Spring's prettiest trend: Madame Butterfly

Get your net out - butterfly season is here. This spring, that prettiest of winged creatures is fluttering onto fingers, wrists and even shoulders.

StephenWebsterButterflybracelet

After a long, harsh winter, the daffodils are bobbing their heads in the breeze and a pretty flock of butterflies flutters onto fingers, wrists and shoulders thanks to the creative talents of a diverse range of jewellers.

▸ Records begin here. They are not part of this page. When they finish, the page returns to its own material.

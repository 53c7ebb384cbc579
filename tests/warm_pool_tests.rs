//! Warm-pool process cleanup against a stand-in container runtime.
//!
//! `fixtures/fake_runtime.sh` plays the runtime CLI on the host. Jobs it
//! starts are detached from the exec client, as they are inside a real
//! instance, so only the backend's release can stop them.

#![cfg(target_os = "linux")]

use std::path::{Path, PathBuf};
use std::sync::OnceLock;
use std::time::Duration;

use container_code_sandbox_rs::{
    ExecutionProfile, IsolationBackend, Job, Language, SandboxConfig, WarmPoolBackend,
};
use uuid::Uuid;

const FAKE_RUNTIME: &str = include_str!("fixtures/fake_runtime.sh");

/// Path of the runtime script.
///
/// Written once and before any test spawns a process: a child that inherits
/// the open file would make executing it fail with ETXTBSY.
fn fake_runtime() -> &'static Path {
    static RUNTIME: OnceLock<PathBuf> = OnceLock::new();
    RUNTIME.get_or_init(|| {
        use std::os::unix::fs::PermissionsExt;

        let dir = std::env::temp_dir().join(format!("fake-runtime-{}", Uuid::new_v4()));
        std::fs::create_dir_all(&dir).unwrap();
        let path = dir.join("runtime");
        std::fs::write(&path, FAKE_RUNTIME).unwrap();
        std::fs::set_permissions(&path, std::fs::Permissions::from_mode(0o755)).unwrap();
        path
    })
}

/// Runs the source itself as a shell script.
fn shell_profile() -> ExecutionProfile {
    ExecutionProfile {
        language: Language::Python,
        image: "unused".to_string(),
        source_file_name: "main.sh",
        build_command: None,
        run_command: "sh main.sh",
    }
}

async fn ready_backend(root: &Path) -> WarmPoolBackend {
    let config = SandboxConfig::builder()
        .runtime(fake_runtime().to_string_lossy())
        .job_root(root)
        .warm_instance_name(format!("warm-{}", Uuid::new_v4()))
        .build();
    let backend = WarmPoolBackend::new(config);
    backend.initialize().await.unwrap();
    backend
}

fn dir_entries(root: &Path) -> usize {
    std::fs::read_dir(root).unwrap().count()
}

fn read_pid(path: &Path) -> u32 {
    std::fs::read_to_string(path).unwrap().trim().parse().unwrap()
}

/// Alive means present in the process table and not a zombie.
fn is_alive(pid: u32) -> bool {
    match std::fs::read_to_string(format!("/proc/{}/stat", pid)) {
        Ok(stat) => stat
            .rsplit(')')
            .next()
            .and_then(|rest| rest.split_whitespace().next())
            .map(|state| state != "Z")
            .unwrap_or(false),
        Err(_) => false,
    }
}

async fn wait_until_dead(pid: u32) -> bool {
    for _ in 0..50 {
        if !is_alive(pid) {
            return true;
        }
        tokio::time::sleep(Duration::from_millis(20)).await;
    }
    false
}

#[tokio::test]
async fn test_timed_out_job_is_killed_on_release() {
    fake_runtime();
    let root = tempfile::tempdir().unwrap();
    let pids = tempfile::tempdir().unwrap();
    let pid_file = pids.path().join("child.pid");
    let backend = ready_backend(root.path()).await;

    let source = format!("sleep 60 & echo $! > {}; wait", pid_file.display());
    let job = Job::new(Language::Python, source, Duration::from_millis(500));
    let handle = backend.allocate(&shell_profile(), &job).await.unwrap();

    let err = backend.run(&handle, job.deadline).await.unwrap_err();
    assert!(err.is_timeout());

    // Killing the exec client does not reach into the instance.
    let pid = read_pid(&pid_file);
    assert!(is_alive(pid));

    backend.release(&handle).await;
    assert!(wait_until_dead(pid).await, "job process {} survived release", pid);
    assert_eq!(dir_entries(root.path()), 0);
    assert_eq!(backend.active_users(), 0);

    // Idempotent.
    backend.release(&handle).await;
    assert_eq!(backend.active_users(), 0);
}

#[tokio::test]
async fn test_job_that_empties_its_directory_is_still_killed() {
    fake_runtime();
    let root = tempfile::tempdir().unwrap();
    let pids = tempfile::tempdir().unwrap();
    let pid_file = pids.path().join("child.pid");
    let backend = ready_backend(root.path()).await;

    let source = format!(
        "rm -rf ./* ./.[!.]*; sleep 60 & echo $! > {}; wait",
        pid_file.display()
    );
    let job = Job::new(Language::Python, source, Duration::from_millis(500));
    let handle = backend.allocate(&shell_profile(), &job).await.unwrap();

    assert!(backend.run(&handle, job.deadline).await.unwrap_err().is_timeout());
    let pid = read_pid(&pid_file);

    backend.release(&handle).await;
    assert!(wait_until_dead(pid).await, "job process {} survived release", pid);
    assert_eq!(dir_entries(root.path()), 0);
}

#[tokio::test]
async fn test_background_child_of_finished_job_is_killed() {
    fake_runtime();
    let root = tempfile::tempdir().unwrap();
    let pids = tempfile::tempdir().unwrap();
    let pid_file = pids.path().join("child.pid");
    let backend = ready_backend(root.path()).await;

    let source = format!(
        "sleep 60 >/dev/null 2>&1 & echo $! > {}; echo done",
        pid_file.display()
    );
    let job = Job::new(Language::Python, source, Duration::from_secs(10));
    let handle = backend.allocate(&shell_profile(), &job).await.unwrap();

    let output = backend.run(&handle, job.deadline).await.unwrap();
    assert_eq!(output.stdout, "done\n");
    assert_eq!(output.exit_code, Some(0));

    let pid = read_pid(&pid_file);
    assert!(is_alive(pid));

    backend.release(&handle).await;
    assert!(wait_until_dead(pid).await, "background process {} survived release", pid);
    assert_eq!(dir_entries(root.path()), 0);
    assert_eq!(backend.active_users(), 0);
}

#[tokio::test]
async fn test_release_only_touches_its_own_job() {
    fake_runtime();
    let root = tempfile::tempdir().unwrap();
    let pids = tempfile::tempdir().unwrap();
    let backend = ready_backend(root.path()).await;

    let mut jobs = Vec::new();
    for name in ["first", "second"] {
        let pid_file = pids.path().join(name);
        let source = format!(
            "sleep 60 >/dev/null 2>&1 & echo $! > {}; echo {}",
            pid_file.display(),
            name
        );
        let job = Job::new(Language::Python, source, Duration::from_secs(10));
        let handle = backend.allocate(&shell_profile(), &job).await.unwrap();
        let output = backend.run(&handle, job.deadline).await.unwrap();
        assert_eq!(output.stdout, format!("{}\n", name));
        jobs.push((handle, read_pid(&pid_file)));
    }
    assert_ne!(jobs[0].0.user(), jobs[1].0.user());

    backend.release(&jobs[0].0).await;
    assert!(wait_until_dead(jobs[0].1).await);
    assert!(is_alive(jobs[1].1), "releasing one job killed another");
    assert_eq!(backend.active_users(), 1);

    backend.release(&jobs[1].0).await;
    assert!(wait_until_dead(jobs[1].1).await);
    assert_eq!(dir_entries(root.path()), 0);
}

The most recent arrival is Tiffany and Co.'s diamond, black opal and Montana sapphire lepidoptera, which recently spread its platinum wings and alighted on Gwyneth Paltrow's shoulder for Tiffany's Blue Book Ball in New York ( read more here). Fresh as Paltrow's butterfly looked, her style is not new. In March this year, Christie's London sold a beautiful vintage coral Van Cleef & Arpels butterfly brooch for almost 10 times its estimate. 

Stephen Webster takes our winged friend and turns it into beautifully eerie jewels called Couture Voyage Africa, which shimmer with a brightness of colour and lightness that only fine gemstones and delicate craftsmanship can achieve. Meanwhile, David Morris and Van Cleef & Arpels take a more traditional approach and create pretty across-the-finger rings that are so apt for the butterfly, whose open wings seem to hover over the hand. 

Chinese artist jeweller Wallace Chan perhaps best expresses himself through his amazingly delicate butterfly brooches. Using the body of a real butterfly as a model, Chan creates an ultra-light titanium frame into which he sets precious gemstones in ways you have never seen before. Their ephemeral beauty and breathtaking colours are about as close as it gets to the real thing. In fact, in some instances, Chan has used actual butterfly wings, encased between layers of crystal, to capture the magic powdery irridescence of the creature's wings ( read more about Wallace Chan's jewels here).

Fellow Asian jewellery designer Cindy Chao has also been inspired by the shimmering wings on one of nature's prettiest creatures. Her Royal Butterfly masterpiece, rich with diamonds and precious stones, now sits in the Smithsonian Institue in Washington ( read more here). Meanwhile, British sculptor-turned-jeweller Jack du Rose ventures to the dark side with a bejewelled homage to the butterfly of the night, otherwise known as the moth, in his 'Fly by Night' brooch.

And butterflies are not just limited to jewels. GraffChaumet and Van Cleef & Arpels have recently treated us to a whole collection of watches with dials decorated with this pretty winged insect. Get your net out - butterfly season is here.